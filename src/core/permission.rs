//! Permission predicates
//!
//! A resource carries two ordered chains of predicates: method-level checks
//! run before any data is touched, object-level checks run once the target
//! row is loaded. Each predicate answers with a [`Verdict`]; the first denial
//! aborts the operation with a permission error carrying the verdict's
//! detail payload.

use crate::core::auth::AuthPolicy;
use crate::core::method::{Method, MethodCall};
use crate::core::resource::Resource;
use crate::core::store::Record;
use serde_json::{Map, Value, json};
use std::sync::Arc;

/// Answer of one permission predicate
#[derive(Debug, Clone, PartialEq, Default)]
pub struct Verdict {
    pub allowed: bool,
    /// Structured payload sent back when denied
    pub detail: Option<Map<String, Value>>,
}

impl Verdict {
    pub fn allow() -> Self {
        Self {
            allowed: true,
            detail: None,
        }
    }

    pub fn deny() -> Self {
        Self {
            allowed: false,
            detail: None,
        }
    }

    /// Deny with a payload; non-object values are ignored
    pub fn deny_with(detail: Value) -> Self {
        Self {
            allowed: false,
            detail: match detail {
                Value::Object(map) => Some(map),
                _ => None,
            },
        }
    }
}

impl From<bool> for Verdict {
    fn from(allowed: bool) -> Self {
        Self {
            allowed,
            detail: None,
        }
    }
}

impl From<(bool, Option<Map<String, Value>>)> for Verdict {
    fn from((allowed, detail): (bool, Option<Map<String, Value>>)) -> Self {
        Self { allowed, detail }
    }
}

/// Checks run before an operation, given the method and its raw arguments
pub type MethodPerm = Arc<dyn Fn(&Resource, Method, &MethodCall) -> Verdict + Send + Sync>;

/// Checks run against a loaded row
pub type ObjectPerm = Arc<dyn Fn(&Resource, Method, &Record) -> Verdict + Send + Sync>;

/// Wrap a closure as a method-level predicate
pub fn method_perm<F>(f: F) -> MethodPerm
where
    F: Fn(&Resource, Method, &MethodCall) -> Verdict + Send + Sync + 'static,
{
    Arc::new(f)
}

/// Wrap a closure as an object-level predicate
pub fn object_perm<F>(f: F) -> ObjectPerm
where
    F: Fn(&Resource, Method, &Record) -> Verdict + Send + Sync + 'static,
{
    Arc::new(f)
}

/// Allow authenticated callers only
pub fn login_required() -> MethodPerm {
    method_perm(|resource, _, _| {
        if resource.context().auth.is_authenticated() {
            Verdict::allow()
        } else {
            Verdict::deny_with(json!({
                "detail": "Authentication is required.",
                "code": "auth_permission_denied",
            }))
        }
    })
}

/// Allow the caller whose id is the row's `owner_id`
pub fn owner_required() -> ObjectPerm {
    object_perm(|resource, _, record| {
        let owned = match (resource.context().auth.user_id(), record.attribute("owner_id")) {
            (Some(user_id), Some(owner_id)) => owner_id.as_i64() == Some(user_id),
            _ => false,
        };
        if owned {
            Verdict::allow()
        } else {
            Verdict::deny_with(json!({ "detail": "Owner required." }))
        }
    })
}

/// Turn a declarative [`AuthPolicy`] into a method-level predicate
pub fn policy(policy: AuthPolicy) -> MethodPerm {
    method_perm(move |resource, _, _| policy.check(&resource.context().auth).into())
}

══════

Would it be possible to set down the full listing again, character for character?

filename src/core/permission.rs
//! Permission predicates
//!
//! A resource carries two ordered chains of predicates: method-level checks
//! run before any data is touched, object-level checks run once the target
//! row is loaded. Each predicate answers with a [`Verdict`]; the first denial
//! aborts the operation with a permission error carrying the verdict's
//! detail payload.

use crate::core::auth::AuthPolicy;
use crate::core::method::{Method, MethodCall};
use crate::core::resource::Resource;
use crate::core::store::Record;
use serde_json::{Map, Value, json};
use std::sync::Arc;

/// Answer of one permission predicate
#[derive(Debug, Clone, PartialEq, Default)]
pub struct Verdict {
    pub allowed: bool,
    /// Structured payload sent back when denied
    pub detail: Option<Map<String, Value>>,
}

impl Verdict {
    pub fn allow() -> Self {
        Self {
            allowed: true,
            detail: None,
        }
    }

    pub fn deny() -> Self {
        Self {
            allowed: false,
            detail: None,
        }
    }

    /// Deny with a payload; non-object values are ignored
    pub fn deny_with(detail: Value) -> Self {
        Self {
            allowed: false,
            detail: match detail {
                Value::Object(map) => Some(map),
                _ => None,
            },
        }
    }
}

impl From<bool> for Verdict {
    fn from(allowed: bool) -> Self {
        Self {
            allowed,
            detail: None,
        }
    }
}

impl From<(bool, Option<Map<String, Value>>)> for Verdict {
    fn from((allowed, detail): (bool, Option<Map<String, Value>>)) -> Self {
        Self { allowed, detail }
    }
}

/// Checks run before an operation, given the method and its raw arguments
pub type MethodPerm = Arc<dyn Fn(&Resource, Method, &MethodCall) -> Verdict + Send + Sync>;

/// Checks run against a loaded row
pub type ObjectPerm = Arc<dyn Fn(&Resource, Method, &Record) -> Verdict + Send + Sync>;

/// Wrap a closure as a method-level predicate
pub fn method_perm<F>(f: F) -> MethodPerm
where
    F: Fn(&Resource, Method, &MethodCall) -> Verdict + Send + Sync + 'static,
{
    Arc::new(f)
}

/// Wrap a closure as an object-level predicate
pub fn object_perm<F>(f: F) -> ObjectPerm
where
    F: Fn(&Resource, Method, &Record) -> Verdict + Send + Sync + 'static,
{
    Arc::new(f)
}

/// Allow authenticated callers only
pub fn login_required() -> MethodPerm {
    method_perm(|resource, _, _| {
        if resource.context().auth.is_authenticated() {
            Verdict::allow()
        } else {
            Verdict::deny_with(json!({
                "detail": "Authentication is required.",
                "code": "auth_permission_denied",
            }))
        }
    })
}

/// Allow the caller whose id is the row's `owner_id`
pub fn owner_required() -> ObjectPerm {
    object_perm(|resource, _, record| {
        let owned = match (resource.context().auth.user_id(), record.attribute("owner_id")) {
            (Some(user_id), Some(owner_id)) => owner_id.as_i64() == Some(user_id),
            _ => false,
        };
        if owned {
            Verdict::allow()
        } else {
            Verdict::deny_with(json!({ "detail": "Owner required." }))
        }
    })
}

/// Turn a declarative [`AuthPolicy`] into a method-level predicate
pub fn policy(policy: AuthPolicy) -> MethodPerm {
    method_perm(move |resource, _, _| policy.check(&resource.context().auth).into())
}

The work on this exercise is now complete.